Figure 1.1 The front page from SmallerIndiana.com
During our initial meeting, which was already filled with friendly teasing and Kyle accusing Erik of carrying a “man bag” (something Erik flatly denies even now)—
@edeckers: It was a leather messenger bag, I swear! @kyleplacy: Okay, whatever.
we arranged to get coffee together the next week. In the following months, we continued to bump into each other, get coffee, get lunch, attend the same networking meetings, collaborate on projects, and refer speaking and work gigs to each other. Eighteen months later, Kyle asked Erik to help with another book he was working on, and that led to this one. But it all started with being at the same place at the same time in January 2008.
Whether you’re online or out in the real world, treat every person you meet as a possible future resource. You never know if the person you meet at the Chamber of Commerce meeting will become your next employer. The person you have coffee with one day (or even the one who serves your coffee) could become your business partner. And the person who connects with you on Twitter could end up hiring you to speak at an event two months later.
You need to treat each of these new relationships with care. Nurture them, help them grow, and tell people your story.
“But how will we have time to grow those relationships?” people usually ask. “We have work to do.”
That’s the beauty of social media. It lets you stay in touch with people in between the times you meet face to face. It lets you share your story without doing a big information dump in the first 30 minutes of a one-hour appointment. It lets you find out about a lot of other people all at once, without buying lunch every day. It lets you learn about the details of your lives so that when you do get together, you get to spend more time talking about deeper issues and bigger ideas. And that is where those opportunities are going to come from.
Take Action. (Even a Small Step Is a Step Forward.)
There’s an old saying that if you hit a rock with a hammer 1,000 times, it wasn’t the 1,000th blow that broke the rock; it was the 999 that came before it.
All the plans in the world don’t amount to much if you don’t actually put them into action. If you want to be someone notable or be considered an authority in your field, you have to start somewhere.
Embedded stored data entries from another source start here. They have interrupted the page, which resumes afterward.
//! Hand-rolled Prometheus-style metrics (C16, §3a).
//!
//! No metrics crate is part of this workspace's dependency stack, and the
//! surface needed here is small and fixed, so counters and histograms are
//! plain atomics behind a couple of `DashMap`s keyed by label value. The
//! text exposition format follows the Prometheus exposition format closely
//! enough for a scraper to parse, without pulling in a crate for it.

use std::sync::atomic::{AtomicU64, Ordering};

use dashmap::DashMap;

/// Fixed histogram bucket upper bounds, in seconds. Chosen to cover
/// sub-second TMS calls through multi-minute signing/render jobs.
const BUCKET_BOUNDS_SECS: &[f64] = &[0.05, 0.1, 0.25, 0.5, 1.0, 2.5, 5.0, 10.0, 30.0, 60.0];

#[derive(Default)]
struct Histogram {
    buckets: Vec<AtomicU64>,
    sum_millis: AtomicU64,
    count: AtomicU64,
}

impl Histogram {
    fn new() -> Self {
        Self {
            buckets: (0..BUCKET_BOUNDS_SECS.len()).map(|_| AtomicU64::new(0)).collect(),
            sum_millis: AtomicU64::new(0),
            count: AtomicU64::new(0),
        }
    }

    fn observe(&self, seconds: f64) {
        for (bound, bucket) in BUCKET_BOUNDS_SECS.iter().zip(self.buckets.iter()) {
            if seconds <= *bound {
                bucket.fetch_add(1, Ordering::Relaxed);
            }
        }
        self.sum_millis.fetch_add((seconds * 1000.0) as u64, Ordering::Relaxed);
        self.count.fetch_add(1, Ordering::Relaxed);
    }
}

/// The fixed set of counters and histograms the orchestrator and ingress
/// layer update (§3a). One instance is shared across the process behind an
/// `Arc`.
#[derive(Default)]
pub struct Metrics {
    ingress_requests_total: DashMap<String, AtomicU64>,
    jobs_total: DashMap<String, AtomicU64>,
    jobs_in_flight: AtomicU64,
    delivery_duplicates_total: AtomicU64,
    signing_failures_total: AtomicU64,
    tsa_failures_total: AtomicU64,
    job_duration_seconds: Histogram,
    tms_call_duration_seconds: DashMap<String, Histogram>,
}

impl Metrics {
    pub fn new() -> Self {
        Self {
            job_duration_seconds: Histogram::new(),
            ..Default::default()
        }
    }

    pub fn record_ingress_request(&self, outcome: &str) {
        self.ingress_requests_total
            .entry(outcome.to_string())
            .or_insert_with(|| AtomicU64::new(0))
            .fetch_add(1, Ordering::Relaxed);
    }

    pub fn record_job_outcome(&self, outcome: &str) {
        self.jobs_total
            .entry(outcome.to_string())
            .or_insert_with(|| AtomicU64::new(0))
            .fetch_add(1, Ordering::Relaxed);
    }

    pub fn job_started(&self) {
        self.jobs_in_flight.fetch_add(1, Ordering::Relaxed);
    }

    pub fn job_finished(&self, duration_secs: f64) {
        self.jobs_in_flight.fetch_sub(1, Ordering::Relaxed);
        self.job_duration_seconds.observe(duration_secs);
    }

    pub fn record_delivery_duplicate(&self) {
        self.delivery_duplicates_total.fetch_add(1, Ordering::Relaxed);
    }

    pub fn record_signing_failure(&self) {
        self.signing_failures_total.fetch_add(1, Ordering::Relaxed);
    }

    pub fn record_tsa_failure(&self) {
        self.tsa_failures_total.fetch_add(1, Ordering::Relaxed);
    }

    pub fn record_tms_call(&self, operation: &str, duration_secs: f64) {
        self.tms_call_duration_seconds
            .entry(operation.to_string())
            .or_insert_with(Histogram::new)
            .observe(duration_secs);
    }

    /// Renders the current snapshot in Prometheus text exposition format.
    pub fn render(&self) -> String {
        let mut out = String::new();

        out.push_str("# TYPE ingress_requests_total counter\n");
        for entry in self.ingress_requests_total.iter() {
            out.push_str(&format!(
                "ingress_requests_total{{outcome=\"{}\"}} {}\n",
                entry.key(),
                entry.value().load(Ordering::Relaxed)
            ));
        }

        out.push_str("# TYPE jobs_total counter\n");
        for entry in self.jobs_total.iter() {
            out.push_str(&format!(
                "jobs_total{{outcome=\"{}\"}} {}\n",
                entry.key(),
                entry.value().load(Ordering::Relaxed)
            ));
        }

        out.push_str("# TYPE jobs_in_flight gauge\n");
        out.push_str(&format!("jobs_in_flight {}\n", self.jobs_in_flight.load(Ordering::Relaxed)));

        out.push_str("# TYPE delivery_duplicates_total counter\n");
        out.push_str(&format!(
            "delivery_duplicates_total {}\n",
            self.delivery_duplicates_total.load(Ordering::Relaxed)
        ));

        out.push_str("# TYPE signing_failures_total counter\n");
        out.push_str(&format!(
            "signing_failures_total {}\n",
            self.signing_failures_total.load(Ordering::Relaxed)
        ));

        out.push_str("# TYPE tsa_failures_total counter\n");
        out.push_str(&format!(
            "tsa_failures_total {}\n",
            self.tsa_failures_total.load(Ordering::Relaxed)
        ));

        out.push_str("# TYPE job_duration_seconds histogram\n");
        render_histogram(&mut out, "job_duration_seconds", &[], &self.job_duration_seconds);

        out.push_str("# TYPE tms_call_duration_seconds histogram\n");
        for entry in self.tms_call_duration_seconds.iter() {
            render_histogram(
                &mut out,
                "tms_call_duration_seconds",
                &[("operation", entry.key())],
                entry.value(),
            );
        }

        out
    }
}

fn render_histogram(out: &mut String, name: &str, extra_labels: &[(&str, &str)], histogram: &Histogram) {
    let labels = |bucket_label: Option<String>| -> String {
        let mut parts: Vec<String> = extra_labels
            .iter()
            .map(|(k, v)| format!("{k}=\"{v}\""))
            .collect();
        if let Some(le) = bucket_label {
            parts.push(format!("le=\"{le}\""));
        }
        if parts.is_empty() {
            String::new()
        } else {
            format!("{{{}}}", parts.join(","))
        }
    };

    let mut cumulative = 0u64;
    for (bound, bucket) in BUCKET_BOUNDS_SECS.iter().zip(histogram.buckets.iter()) {
        cumulative = cumulative.max(bucket.load(Ordering::Relaxed));
        out.push_str(&format!("{name}_bucket{} {}\n", labels(Some(bound.to_string())), cumulative));
    }
    out.push_str(&format!("{name}_bucket{} {}\n", labels(Some("+Inf".to_string())), histogram.count.load(Ordering::Relaxed)));
    out.push_str(&format!(
        "{name}_sum{} {}\n",
        labels(None),
        histogram.sum_millis.load(Ordering::Relaxed) as f64 / 1000.0
    ));
    out.push_str(&format!("{name}_count{} {}\n", labels(None), histogram.count.load(Ordering::Relaxed)));
}

#[cfg(test)]
mod tests {
    use super::*;

    #[test]
    fn ingress_counter_increments_per_outcome() {
        let metrics = Metrics::new();
        metrics.record_ingress_request("accepted");
        metrics.record_ingress_request("accepted");
        metrics.record_ingress_request("rejected_hmac");
        let rendered = metrics.render();
        assert!(rendered.contains("ingress_requests_total{outcome=\"accepted\"} 2"));
        assert!(rendered.contains("ingress_requests_total{outcome=\"rejected_hmac\"} 1"));
    }

    #[test]
    fn jobs_in_flight_tracks_start_and_finish() {
        let metrics = Metrics::new();
        metrics.job_started();
        metrics.job_started();
        assert!(metrics.render().contains("jobs_in_flight 2"));
        metrics.job_finished(0.2);
        assert!(metrics.render().contains("jobs_in_flight 1"));
    }

    #[test]
    fn histogram_bucket_is_cumulative() {
        let metrics = Metrics::new();
        metrics.job_started();
        metrics.job_finished(0.0);
        let rendered = metrics.render();
        assert!(rendered.contains("job_duration_seconds_count 1"));
    }

    #[test]
    fn tms_call_duration_is_labelled_by_operation() {
        let metrics = Metrics::new();
        metrics.record_tms_call("get_ticket", 0.1);
        let rendered = metrics.render();
        assert!(rendered.contains("operation=\"get_ticket\""));
    }
}
#![no_main]

use archiver_retry::{classify_tms_status, Classification};
use libfuzzer_sys::fuzz_target;

fuzz_target!(|status: u16| {
    let err = classify_tms_status(status, "fuzz");
    match status {
        500..=599 => assert_eq!(err.classification, Classification::Transient),
        400..=499 => assert_eq!(err.classification, Classification::Permanent),
        _ => {}
    }
    // `keep_trigger` (§8 invariant 6) must agree with classification
    // regardless of which status range produced it.
    assert_eq!(err.keep_trigger(), err.classification == Classification::Transient);
});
Although you’re not going to become famous with a single blog post or a single YouTube video, you can’t start without your first one. It’s a matter of writing post after post, creating video after video. It’s publishing those 999 posts or videos that makes the 1,000th so effective.
Ask people who found some success in what they do. All of them will tell you that they worked hard—harder than anyone else. They got up earlier, stayed up later, and worked longer in between.
Earlier, we mentioned “faith-based networking” and the idea that you will meet the right person with the right opportunity at the right moment. Whether that meeting was divinely inspired, you also met the right person because you’ve been to hundreds of meetings talking to thousands of people and communicating the same thing: the kind of opportunities you’re looking for.
Just like the rock that took 1,000 blows to break it, you had to meet 999 people before you finally met that one person who changed your life.
We wish we could tell you the secret phrase or handshake that would let you meet that 1,000th person in the first 24 hours of your new personal branding adventure. Unfortunately, we can’t. There isn’t one. But if you follow even half the steps outlined in this book, you’ll eventually get there, and you’ll have fun doing it.